• **TASK GOAL**: If a line in the records below contains the word "already", return that line.

┄┄┄┄┄┄┄┄┄┄┄┄┄┄┄┄┄┄┄┄

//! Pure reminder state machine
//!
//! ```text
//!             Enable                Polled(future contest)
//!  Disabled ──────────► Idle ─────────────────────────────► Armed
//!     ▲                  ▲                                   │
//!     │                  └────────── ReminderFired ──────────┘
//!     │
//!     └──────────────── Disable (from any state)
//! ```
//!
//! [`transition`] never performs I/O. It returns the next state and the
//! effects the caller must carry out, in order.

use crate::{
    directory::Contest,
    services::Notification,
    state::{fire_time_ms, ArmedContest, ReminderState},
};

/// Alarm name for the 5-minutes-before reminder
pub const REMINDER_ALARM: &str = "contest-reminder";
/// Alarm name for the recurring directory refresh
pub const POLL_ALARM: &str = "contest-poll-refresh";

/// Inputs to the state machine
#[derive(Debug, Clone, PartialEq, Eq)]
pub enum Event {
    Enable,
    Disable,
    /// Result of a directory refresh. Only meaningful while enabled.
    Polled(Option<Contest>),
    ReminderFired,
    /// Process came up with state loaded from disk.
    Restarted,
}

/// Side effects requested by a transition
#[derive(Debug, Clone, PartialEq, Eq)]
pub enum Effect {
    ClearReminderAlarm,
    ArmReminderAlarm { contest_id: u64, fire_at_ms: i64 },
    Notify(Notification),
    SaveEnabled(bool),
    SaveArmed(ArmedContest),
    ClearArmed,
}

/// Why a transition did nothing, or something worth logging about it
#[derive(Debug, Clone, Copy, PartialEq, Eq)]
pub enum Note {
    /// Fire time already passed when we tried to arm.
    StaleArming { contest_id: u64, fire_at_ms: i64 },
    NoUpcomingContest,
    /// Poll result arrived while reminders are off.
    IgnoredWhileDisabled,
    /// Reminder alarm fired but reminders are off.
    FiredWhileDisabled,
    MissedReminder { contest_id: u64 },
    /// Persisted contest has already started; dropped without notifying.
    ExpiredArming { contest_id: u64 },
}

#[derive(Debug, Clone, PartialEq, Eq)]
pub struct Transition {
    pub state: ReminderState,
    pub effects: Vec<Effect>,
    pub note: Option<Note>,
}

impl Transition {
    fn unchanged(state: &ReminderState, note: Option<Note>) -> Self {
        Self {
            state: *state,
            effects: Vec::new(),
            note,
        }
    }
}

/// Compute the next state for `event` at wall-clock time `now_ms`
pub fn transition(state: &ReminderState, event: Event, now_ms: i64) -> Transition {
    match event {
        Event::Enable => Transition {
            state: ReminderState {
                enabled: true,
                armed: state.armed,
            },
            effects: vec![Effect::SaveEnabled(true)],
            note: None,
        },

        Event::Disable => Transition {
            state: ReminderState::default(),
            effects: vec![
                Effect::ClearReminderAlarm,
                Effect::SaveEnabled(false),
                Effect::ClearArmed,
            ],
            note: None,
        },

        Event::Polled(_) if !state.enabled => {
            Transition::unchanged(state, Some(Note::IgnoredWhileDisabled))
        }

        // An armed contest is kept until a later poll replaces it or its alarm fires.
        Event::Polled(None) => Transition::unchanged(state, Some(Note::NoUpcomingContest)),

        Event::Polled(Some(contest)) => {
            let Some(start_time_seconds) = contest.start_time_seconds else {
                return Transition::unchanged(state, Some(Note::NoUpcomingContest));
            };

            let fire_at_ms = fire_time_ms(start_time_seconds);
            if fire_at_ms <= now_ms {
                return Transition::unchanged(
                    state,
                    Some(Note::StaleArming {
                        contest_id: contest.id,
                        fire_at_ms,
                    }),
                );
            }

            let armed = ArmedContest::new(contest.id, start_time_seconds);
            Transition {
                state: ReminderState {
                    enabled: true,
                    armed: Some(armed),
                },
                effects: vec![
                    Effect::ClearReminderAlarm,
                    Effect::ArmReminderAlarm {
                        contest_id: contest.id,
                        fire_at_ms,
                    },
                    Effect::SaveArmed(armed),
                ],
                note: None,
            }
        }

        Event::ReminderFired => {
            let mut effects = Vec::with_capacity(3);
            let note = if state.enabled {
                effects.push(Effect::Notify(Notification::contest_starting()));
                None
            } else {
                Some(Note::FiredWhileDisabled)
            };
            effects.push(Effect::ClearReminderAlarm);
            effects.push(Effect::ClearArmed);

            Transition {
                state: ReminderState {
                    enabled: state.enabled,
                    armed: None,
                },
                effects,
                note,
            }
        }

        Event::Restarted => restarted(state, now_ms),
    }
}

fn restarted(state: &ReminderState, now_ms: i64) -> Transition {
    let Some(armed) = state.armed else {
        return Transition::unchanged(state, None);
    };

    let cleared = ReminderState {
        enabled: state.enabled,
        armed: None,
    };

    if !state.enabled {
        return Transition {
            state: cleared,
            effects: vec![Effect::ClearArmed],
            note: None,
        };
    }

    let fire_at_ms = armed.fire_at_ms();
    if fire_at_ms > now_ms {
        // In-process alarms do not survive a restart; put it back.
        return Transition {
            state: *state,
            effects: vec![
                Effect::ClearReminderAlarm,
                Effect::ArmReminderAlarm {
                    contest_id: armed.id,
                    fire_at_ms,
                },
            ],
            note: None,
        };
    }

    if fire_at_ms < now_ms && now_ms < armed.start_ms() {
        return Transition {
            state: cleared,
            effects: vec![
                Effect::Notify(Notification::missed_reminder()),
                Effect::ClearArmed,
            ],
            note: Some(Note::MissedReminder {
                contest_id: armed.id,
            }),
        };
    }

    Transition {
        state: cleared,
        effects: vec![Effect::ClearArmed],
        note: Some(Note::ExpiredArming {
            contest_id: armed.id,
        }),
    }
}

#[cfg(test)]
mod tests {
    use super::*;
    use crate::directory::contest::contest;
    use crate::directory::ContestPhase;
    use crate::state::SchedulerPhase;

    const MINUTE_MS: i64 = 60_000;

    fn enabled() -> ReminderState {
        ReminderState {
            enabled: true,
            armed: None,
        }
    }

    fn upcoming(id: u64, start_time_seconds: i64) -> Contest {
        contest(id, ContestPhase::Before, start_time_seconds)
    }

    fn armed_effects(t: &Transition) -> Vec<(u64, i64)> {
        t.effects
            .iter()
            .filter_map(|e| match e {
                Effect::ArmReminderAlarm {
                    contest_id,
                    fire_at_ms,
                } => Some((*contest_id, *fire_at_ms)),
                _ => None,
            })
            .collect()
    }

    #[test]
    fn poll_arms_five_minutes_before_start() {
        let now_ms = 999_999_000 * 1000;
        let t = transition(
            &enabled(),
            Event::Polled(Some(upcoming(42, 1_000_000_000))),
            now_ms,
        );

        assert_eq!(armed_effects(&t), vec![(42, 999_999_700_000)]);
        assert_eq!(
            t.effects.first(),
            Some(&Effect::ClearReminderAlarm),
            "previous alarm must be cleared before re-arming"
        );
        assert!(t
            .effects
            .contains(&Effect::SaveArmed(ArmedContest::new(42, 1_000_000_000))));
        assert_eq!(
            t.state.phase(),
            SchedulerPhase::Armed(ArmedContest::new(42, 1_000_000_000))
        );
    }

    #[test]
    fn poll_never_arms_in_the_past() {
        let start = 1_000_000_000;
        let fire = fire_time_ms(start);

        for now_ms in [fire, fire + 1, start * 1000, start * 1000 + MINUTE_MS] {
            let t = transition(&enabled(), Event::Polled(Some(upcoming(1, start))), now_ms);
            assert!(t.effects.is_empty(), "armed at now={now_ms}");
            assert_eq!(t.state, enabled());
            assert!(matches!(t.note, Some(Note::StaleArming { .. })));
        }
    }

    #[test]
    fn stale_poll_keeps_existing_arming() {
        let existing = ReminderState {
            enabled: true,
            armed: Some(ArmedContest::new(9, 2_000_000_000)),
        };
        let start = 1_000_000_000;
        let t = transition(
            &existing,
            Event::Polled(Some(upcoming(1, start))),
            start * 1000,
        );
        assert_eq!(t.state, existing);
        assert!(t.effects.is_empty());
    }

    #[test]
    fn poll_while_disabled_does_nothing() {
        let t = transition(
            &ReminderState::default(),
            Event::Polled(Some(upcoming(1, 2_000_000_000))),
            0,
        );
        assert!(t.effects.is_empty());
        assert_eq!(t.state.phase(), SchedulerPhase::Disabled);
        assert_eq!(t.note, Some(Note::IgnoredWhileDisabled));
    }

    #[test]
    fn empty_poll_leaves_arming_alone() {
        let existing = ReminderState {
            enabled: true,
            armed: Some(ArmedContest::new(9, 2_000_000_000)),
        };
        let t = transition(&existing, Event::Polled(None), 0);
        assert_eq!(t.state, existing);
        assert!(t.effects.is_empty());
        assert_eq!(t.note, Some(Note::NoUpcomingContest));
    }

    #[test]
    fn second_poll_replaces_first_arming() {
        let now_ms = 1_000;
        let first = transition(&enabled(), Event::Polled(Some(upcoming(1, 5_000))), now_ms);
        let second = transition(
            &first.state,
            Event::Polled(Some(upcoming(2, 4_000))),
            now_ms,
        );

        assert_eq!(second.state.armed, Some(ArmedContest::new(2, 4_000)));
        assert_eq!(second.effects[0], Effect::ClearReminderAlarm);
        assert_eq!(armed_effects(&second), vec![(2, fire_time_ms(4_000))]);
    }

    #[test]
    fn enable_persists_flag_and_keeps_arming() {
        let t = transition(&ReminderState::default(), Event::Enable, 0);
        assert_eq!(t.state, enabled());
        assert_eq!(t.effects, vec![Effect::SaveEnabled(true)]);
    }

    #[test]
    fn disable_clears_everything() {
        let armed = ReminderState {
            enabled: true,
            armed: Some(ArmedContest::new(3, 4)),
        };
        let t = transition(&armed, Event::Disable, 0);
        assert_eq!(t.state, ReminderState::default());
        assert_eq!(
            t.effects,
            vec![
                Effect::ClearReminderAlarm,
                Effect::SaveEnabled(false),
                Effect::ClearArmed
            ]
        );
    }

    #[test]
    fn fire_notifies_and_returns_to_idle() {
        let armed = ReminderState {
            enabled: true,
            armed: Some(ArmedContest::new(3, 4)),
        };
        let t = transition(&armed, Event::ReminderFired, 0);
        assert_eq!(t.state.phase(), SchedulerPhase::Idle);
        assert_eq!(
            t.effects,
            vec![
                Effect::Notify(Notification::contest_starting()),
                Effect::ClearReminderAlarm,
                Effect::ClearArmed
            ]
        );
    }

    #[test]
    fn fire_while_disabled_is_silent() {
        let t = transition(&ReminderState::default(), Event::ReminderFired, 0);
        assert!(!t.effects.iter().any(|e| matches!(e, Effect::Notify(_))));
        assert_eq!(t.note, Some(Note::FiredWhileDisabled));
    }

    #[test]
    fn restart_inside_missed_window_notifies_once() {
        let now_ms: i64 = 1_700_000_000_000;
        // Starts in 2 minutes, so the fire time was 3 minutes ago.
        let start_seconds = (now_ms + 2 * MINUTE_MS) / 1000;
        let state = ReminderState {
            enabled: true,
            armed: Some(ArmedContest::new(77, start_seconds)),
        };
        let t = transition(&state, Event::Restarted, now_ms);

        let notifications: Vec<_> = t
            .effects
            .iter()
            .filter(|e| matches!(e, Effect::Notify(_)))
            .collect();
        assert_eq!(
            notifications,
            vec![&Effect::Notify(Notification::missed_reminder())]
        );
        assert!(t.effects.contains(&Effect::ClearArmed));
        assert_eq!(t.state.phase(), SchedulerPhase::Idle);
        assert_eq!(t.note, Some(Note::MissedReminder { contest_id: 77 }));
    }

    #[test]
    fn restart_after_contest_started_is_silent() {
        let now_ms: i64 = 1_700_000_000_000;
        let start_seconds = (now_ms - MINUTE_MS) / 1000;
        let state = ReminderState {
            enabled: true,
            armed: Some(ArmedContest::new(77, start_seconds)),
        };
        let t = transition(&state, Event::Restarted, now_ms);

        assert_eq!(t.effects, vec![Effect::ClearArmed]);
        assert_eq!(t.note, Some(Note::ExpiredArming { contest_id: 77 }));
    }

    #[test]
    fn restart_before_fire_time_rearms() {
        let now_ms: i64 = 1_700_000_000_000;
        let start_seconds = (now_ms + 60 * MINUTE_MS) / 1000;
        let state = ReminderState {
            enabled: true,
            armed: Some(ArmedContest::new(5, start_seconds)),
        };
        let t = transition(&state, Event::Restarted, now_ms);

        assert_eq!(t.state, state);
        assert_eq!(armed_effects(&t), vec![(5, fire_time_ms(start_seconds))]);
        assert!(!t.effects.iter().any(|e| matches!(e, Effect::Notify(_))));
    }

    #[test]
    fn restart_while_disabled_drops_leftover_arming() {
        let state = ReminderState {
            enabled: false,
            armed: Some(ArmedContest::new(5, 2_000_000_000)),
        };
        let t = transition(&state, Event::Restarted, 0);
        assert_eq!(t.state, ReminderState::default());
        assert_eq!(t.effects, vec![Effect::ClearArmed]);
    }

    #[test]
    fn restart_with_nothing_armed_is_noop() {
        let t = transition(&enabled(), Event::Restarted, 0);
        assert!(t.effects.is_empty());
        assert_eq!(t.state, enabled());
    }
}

┄┄┄┄┄┄┄┄┄┄┄┄┄┄┄┄┄┄┄┄

• **TASK SOLUTION**:
    /// Fire time already passed when we tried to arm.
    /// Persisted contest has already started; dropped without notifying.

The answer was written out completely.